[Dataset entries]
Content starts

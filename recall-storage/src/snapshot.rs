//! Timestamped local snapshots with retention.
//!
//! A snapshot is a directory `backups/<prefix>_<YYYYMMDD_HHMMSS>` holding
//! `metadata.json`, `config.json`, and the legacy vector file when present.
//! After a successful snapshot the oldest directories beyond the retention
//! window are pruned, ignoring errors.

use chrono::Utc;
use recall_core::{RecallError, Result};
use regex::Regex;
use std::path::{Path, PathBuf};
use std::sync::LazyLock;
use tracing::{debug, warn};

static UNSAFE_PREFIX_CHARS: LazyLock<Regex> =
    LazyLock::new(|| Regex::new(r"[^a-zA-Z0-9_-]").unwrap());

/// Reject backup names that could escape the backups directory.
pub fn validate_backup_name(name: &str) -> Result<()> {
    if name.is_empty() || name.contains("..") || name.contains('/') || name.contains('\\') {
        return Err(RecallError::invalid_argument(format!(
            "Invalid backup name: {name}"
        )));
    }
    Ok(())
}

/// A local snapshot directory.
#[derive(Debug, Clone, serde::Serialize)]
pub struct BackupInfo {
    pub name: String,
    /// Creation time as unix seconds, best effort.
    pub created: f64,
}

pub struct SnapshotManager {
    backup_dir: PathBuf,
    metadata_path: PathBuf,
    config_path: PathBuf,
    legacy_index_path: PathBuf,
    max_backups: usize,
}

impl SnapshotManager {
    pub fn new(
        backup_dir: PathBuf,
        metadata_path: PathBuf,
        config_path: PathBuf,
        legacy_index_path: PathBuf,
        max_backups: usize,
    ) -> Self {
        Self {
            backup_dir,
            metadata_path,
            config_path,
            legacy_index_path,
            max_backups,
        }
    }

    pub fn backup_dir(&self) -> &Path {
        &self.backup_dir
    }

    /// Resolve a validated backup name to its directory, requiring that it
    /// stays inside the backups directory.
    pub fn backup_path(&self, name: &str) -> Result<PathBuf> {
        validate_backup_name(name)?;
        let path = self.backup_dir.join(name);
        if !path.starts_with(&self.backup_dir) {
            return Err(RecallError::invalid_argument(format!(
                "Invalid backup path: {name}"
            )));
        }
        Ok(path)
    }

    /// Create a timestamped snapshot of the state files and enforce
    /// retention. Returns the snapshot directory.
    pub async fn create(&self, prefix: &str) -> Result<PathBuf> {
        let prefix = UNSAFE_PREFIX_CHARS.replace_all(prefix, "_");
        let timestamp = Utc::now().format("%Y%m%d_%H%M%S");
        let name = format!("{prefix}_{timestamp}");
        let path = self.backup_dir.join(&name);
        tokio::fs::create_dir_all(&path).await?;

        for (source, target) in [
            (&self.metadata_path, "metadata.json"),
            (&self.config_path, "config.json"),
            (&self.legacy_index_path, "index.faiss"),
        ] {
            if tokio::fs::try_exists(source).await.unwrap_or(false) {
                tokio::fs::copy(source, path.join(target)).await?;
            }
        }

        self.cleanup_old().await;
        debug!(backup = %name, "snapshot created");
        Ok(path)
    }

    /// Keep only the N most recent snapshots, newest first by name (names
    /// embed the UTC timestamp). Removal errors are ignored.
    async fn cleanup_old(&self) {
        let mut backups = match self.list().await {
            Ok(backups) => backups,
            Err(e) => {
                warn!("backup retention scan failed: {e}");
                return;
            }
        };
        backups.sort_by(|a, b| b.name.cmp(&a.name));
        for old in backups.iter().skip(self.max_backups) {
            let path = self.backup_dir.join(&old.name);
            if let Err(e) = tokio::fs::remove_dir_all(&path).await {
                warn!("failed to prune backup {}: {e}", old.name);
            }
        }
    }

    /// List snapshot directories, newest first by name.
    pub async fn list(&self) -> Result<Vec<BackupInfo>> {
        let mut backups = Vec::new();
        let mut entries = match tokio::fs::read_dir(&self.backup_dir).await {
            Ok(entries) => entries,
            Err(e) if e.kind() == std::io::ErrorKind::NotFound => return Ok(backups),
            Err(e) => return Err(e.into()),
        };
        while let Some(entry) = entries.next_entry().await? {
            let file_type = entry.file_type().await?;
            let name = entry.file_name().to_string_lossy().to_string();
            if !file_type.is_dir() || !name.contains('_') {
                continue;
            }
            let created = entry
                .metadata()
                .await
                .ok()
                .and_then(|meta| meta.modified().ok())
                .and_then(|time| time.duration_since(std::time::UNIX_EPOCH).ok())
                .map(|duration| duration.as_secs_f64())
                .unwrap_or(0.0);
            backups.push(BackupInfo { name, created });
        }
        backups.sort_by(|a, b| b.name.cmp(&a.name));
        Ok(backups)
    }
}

Content ends

Required work: Your task is to restate all of the records above word for word.

Written answer:
filename recall-storage/src/snapshot.rs
//! Timestamped local snapshots with retention.
//!
//! A snapshot is a directory `backups/<prefix>_<YYYYMMDD_HHMMSS>` holding
//! `metadata.json`, `config.json`, and the legacy vector file when present.
//! After a successful snapshot the oldest directories beyond the retention
//! window are pruned, ignoring errors.

use chrono::Utc;
use recall_core::{RecallError, Result};
use regex::Regex;
use std::path::{Path, PathBuf};
use std::sync::LazyLock;
use tracing::{debug, warn};

static UNSAFE_PREFIX_CHARS: LazyLock<Regex> =
    LazyLock::new(|| Regex::new(r"[^a-zA-Z0-9_-]").unwrap());

/// Reject backup names that could escape the backups directory.
pub fn validate_backup_name(name: &str) -> Result<()> {
    if name.is_empty() || name.contains("..") || name.contains('/') || name.contains('\\') {
        return Err(RecallError::invalid_argument(format!(
            "Invalid backup name: {name}"
        )));
    }
    Ok(())
}

/// A local snapshot directory.
#[derive(Debug, Clone, serde::Serialize)]
pub struct BackupInfo {
    pub name: String,
    /// Creation time as unix seconds, best effort.
    pub created: f64,
}

pub struct SnapshotManager {
    backup_dir: PathBuf,
    metadata_path: PathBuf,
    config_path: PathBuf,
    legacy_index_path: PathBuf,
    max_backups: usize,
}

impl SnapshotManager {
    pub fn new(
        backup_dir: PathBuf,
        metadata_path: PathBuf,
        config_path: PathBuf,
        legacy_index_path: PathBuf,
        max_backups: usize,
    ) -> Self {
        Self {
            backup_dir,
            metadata_path,
            config_path,
            legacy_index_path,
            max_backups,
        }
    }

    pub fn backup_dir(&self) -> &Path {
        &self.backup_dir
    }

    /// Resolve a validated backup name to its directory, requiring that it
    /// stays inside the backups directory.
    pub fn backup_path(&self, name: &str) -> Result<PathBuf> {
        validate_backup_name(name)?;
        let path = self.backup_dir.join(name);
        if !path.starts_with(&self.backup_dir) {
            return Err(RecallError::invalid_argument(format!(
                "Invalid backup path: {name}"
            )));
        }
        Ok(path)
    }

    /// Create a timestamped snapshot of the state files and enforce
    /// retention. Returns the snapshot directory.
    pub async fn create(&self, prefix: &str) -> Result<PathBuf> {
        let prefix = UNSAFE_PREFIX_CHARS.replace_all(prefix, "_");
        let timestamp = Utc::now().format("%Y%m%d_%H%M%S");
        let name = format!("{prefix}_{timestamp}");
        let path = self.backup_dir.join(&name);
        tokio::fs::create_dir_all(&path).await?;

        for (source, target) in [
            (&self.metadata_path, "metadata.json"),
            (&self.config_path, "config.json"),
            (&self.legacy_index_path, "index.faiss"),
        ] {
            if tokio::fs::try_exists(source).await.unwrap_or(false) {
                tokio::fs::copy(source, path.join(target)).await?;
            }
        }

        self.cleanup_old().await;
        debug!(backup = %name, "snapshot created");
        Ok(path)
    }

    /// Keep only the N most recent snapshots, newest first by name (names
    /// embed the UTC timestamp). Removal errors are ignored.
    async fn cleanup_old(&self) {
        let mut backups = match self.list().await {
            Ok(backups) => backups,
            Err(e) => {
                warn!("backup retention scan failed: {e}");
                return;
            }
        };
        backups.sort_by(|a, b| b.name.cmp(&a.name));
        for old in backups.iter().skip(self.max_backups) {
            let path = self.backup_dir.join(&old.name);
            if let Err(e) = tokio::fs::remove_dir_all(&path).await {
                warn!("failed to prune backup {}: {e}", old.name);
            }
        }
    }

    /// List snapshot directories, newest first by name.
    pub async fn list(&self) -> Result<Vec<BackupInfo>> {
        let mut backups = Vec::new();
        let mut entries = match tokio::fs::read_dir(&self.backup_dir).await {
            Ok(entries) => entries,
            Err(e) if e.kind() == std::io::ErrorKind::NotFound => return Ok(backups),
            Err(e) => return Err(e.into()),
        };
        while let Some(entry) = entries.next_entry().await? {
            let file_type = entry.file_type().await?;
            let name = entry.file_name().to_string_lossy().to_string();
            if !file_type.is_dir() || !name.contains('_') {
                continue;
            }
            let created = entry
                .metadata()
                .await
                .ok()
                .and_then(|meta| meta.modified().ok())
                .and_then(|time| time.duration_since(std::time::UNIX_EPOCH).ok())
                .map(|duration| duration.as_secs_f64())
                .unwrap_or(0.0);
            backups.push(BackupInfo { name, created });
        }
        backups.sort_by(|a, b| b.name.cmp(&a.name));
        Ok(backups)
    }
}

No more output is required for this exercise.